2004-State Department prosecuting attorney Mark Greenwald and his supervisor, Charles J. Hartwell, in 2004 decided to close two investigations into Gosnell. One involved the 2000 death of Semika Shaw, 22, who died at HUP after getting an abortion at Gosnell’s clinic on Lancaster Avenue and 38th Street.

Gosnell biohazard-bags-gal
2004– On May 7, 2004, a city health department inspector was sent to the clinic. His report stated that proper labels were missing from areas where waste was stored; that red bag containers for infectious waste were not lidded; that marked boxes of infectious waste were sitting on the basement floor – not raised as they should be; that red bags for pick-up were not properly stored in the basement; and that the clinic did not provide a contract with a disposal company.

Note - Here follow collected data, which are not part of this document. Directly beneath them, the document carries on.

// ============================================================================
// avifbatch-core/src/processing/batch.rs
// ============================================================================
//
// BATCH SEQUENCER: Strictly Sequential Encode Orchestration
//
// Drives every file pair through the same three steps, one pair at a time and
// in input order:
//
//   1. Build the encoder invocation (creating the destination directory)
//   2. Run the encoder and wait for it
//   3. Evaluate the outcome and fold it into the batch totals
//
// STATE MACHINE:
//   Idle -> Running -> Completed
//                   -> Aborted   (first error of any kind)
//
// Every error is batch-fatal. Totals gathered before an abort are kept and
// returned alongside the error.
//
// AI-ASSISTANT-INFO: Sequential batch orchestration and fail-fast handling

// ---- Internal crate imports ----
use crate::config::EncodeConfig;
use crate::error::{CoreError, CoreResult, command_failed_error};
use crate::external::{EncoderProcess, EncoderSpawner, FileSystem, prepare_invocation};
use crate::file_pair::FilePair;
use crate::processing::outcome::{EncodeOutcome, evaluate_outcome};
use crate::processing::totals::BatchTotals;
use crate::reporting::BatchReport;

// ---- External crate imports ----
use log::{debug, error, info};
use serde::Serialize;
use thiserror::Error;

/// Lifecycle of one batch.
#[derive(Debug, Clone, Copy, PartialEq, Eq, Serialize)]
#[serde(rename_all = "lowercase")]
pub enum BatchState {
    Idle,
    Running,
    Completed,
    Aborted,
}

/// A batch that stopped early, with the totals gathered up to that point.
#[derive(Error, Debug)]
#[error("Batch aborted after {} file(s): {error}", .report.files_processed)]
pub struct BatchAborted {
    #[source]
    pub error: CoreError,
    pub report: BatchReport,
}

impl BatchAborted {
    /// The encoder's exit code, if the abort was caused by a failed encode.
    #[must_use]
    pub fn exit_code(&self) -> Option<i32> {
        self.error.exit_code()
    }
}

/// Runs file pairs through the encoder one at a time.
pub struct BatchSequencer<'a, S: EncoderSpawner, F: FileSystem> {
    spawner: &'a S,
    fs: &'a F,
    config: &'a EncodeConfig,
    totals: BatchTotals,
    state: BatchState,
}

impl<'a, S: EncoderSpawner, F: FileSystem> BatchSequencer<'a, S, F> {
    pub fn new(spawner: &'a S, fs: &'a F, config: &'a EncodeConfig) -> Self {
        Self {
            spawner,
            fs,
            config,
            totals: BatchTotals::new(),
            state: BatchState::Idle,
        }
    }

    #[must_use]
    pub fn state(&self) -> BatchState {
        self.state
    }

    #[must_use]
    pub fn totals(&self) -> &BatchTotals {
        &self.totals
    }

    /// Processes `pairs` in order, stopping at the first error.
    ///
    /// A sequencer runs once; calling `run` again is an error.
    pub fn run(&mut self, pairs: &[FilePair]) -> CoreResult<()> {
        if self.state != BatchState::Idle {
            return Err(CoreError::OperationFailed(format!(
                "Batch already {:?}; create a new sequencer for another batch",
                self.state
            )));
        }
        self.transition(BatchState::Running);

        for (index, pair) in pairs.iter().enumerate() {
            info!("Compressing ({}/{}): {}", index + 1, pairs.len(), pair.dest().display());
            if let Err(e) = self.process_pair(pair) {
                error!("Aborting batch at {}: {}", pair.display_name(), e);
                self.transition(BatchState::Aborted);
                return Err(e);
            }
        }

        self.transition(BatchState::Completed);
        Ok(())
    }

    fn process_pair(&mut self, pair: &FilePair) -> CoreResult<EncodeOutcome> {
        let invocation = prepare_invocation(self.fs, self.config, pair)?;

        let mut process = self.spawner.spawn(&invocation)?;
        let exit_code = process.wait()?;
        if exit_code != 0 {
            return Err(command_failed_error(self.config.encoder_name(), exit_code));
        }

        let outcome = evaluate_outcome(self.fs, self.config, pair, exit_code, &mut self.totals)?;
        debug!("Outcome for {}: {:?}", pair.display_name(), outcome);
        Ok(outcome)
    }

    fn transition(&mut self, next: BatchState) {
        debug!("Batch state: {:?} -> {:?}", self.state, next);
        self.state = next;
    }

    /// Consumes the sequencer and produces the report for its current totals.
    pub fn into_report(self) -> BatchReport {
        BatchReport::from_totals(&self.totals, self.state, self.config.delete_larger)
    }
}

/// Runs a whole batch and reports on it.
///
/// # Returns
///
/// * `Ok(BatchReport)` - Every pair was encoded and evaluated
/// * `Err(BatchAborted)` - The first error, plus a report of the files done before it
///
/// # Examples
///
/// ```rust,no_run
/// use avifbatch_core::{EncodeConfig, FilePair, process_batch};
/// use avifbatch_core::external::{CommandSpawner, StdFileSystem};
///
/// let config = EncodeConfig { quality: Some(30), ..Default::default() };
/// let pairs = vec![FilePair::new("img/cat.png", "dist/cat.avif")];
///
/// match process_batch(&CommandSpawner, &StdFileSystem, &config, &pairs) {
///     Ok(report) => println!("{}", report.summary_lines().join("\n")),
///     Err(aborted) => eprintln!("{aborted}"),
/// }
/// ```
pub fn process_batch<S: EncoderSpawner, F: FileSystem>(
    spawner: &S,
    fs: &F,
    config: &EncodeConfig,
    pairs: &[FilePair],
) -> Result<BatchReport, BatchAborted> {
    crate::logging::log_config(config);
    debug!("Starting batch of {} file(s)", pairs.len());

    let mut sequencer = BatchSequencer::new(spawner, fs, config);
    match sequencer.run(pairs) {
        Ok(()) => Ok(sequencer.into_report()),
        Err(error) => Err(BatchAborted {
            error,
            report: sequencer.into_report(),
        }),
    }
}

Gosnell subsequently produced some more paperwork, including a copy of a contract for disposal. However, he never paid his fee. The city never approved his medical waste plan. And he never cleaned up the infectious waste. Yet five years later, he was still operating. When the Grand Jurors toured the facility in 2010, boxes of waste were still sitting on the basement floor. Gosnell still stored aborted fetuses in plastic containers in the freezer. Employees described a stench emitted by bags of fetal tissue that piled up in the clinic…. according to what Dr. Schwarz was told, sometime in 2004 or 2005 –shortly after Davis sent to the clinic the form letter reminding delinquent medical providers to submit their waste plans and pay their fee – the department stopped trying to enforce the regulation against those who had not complied.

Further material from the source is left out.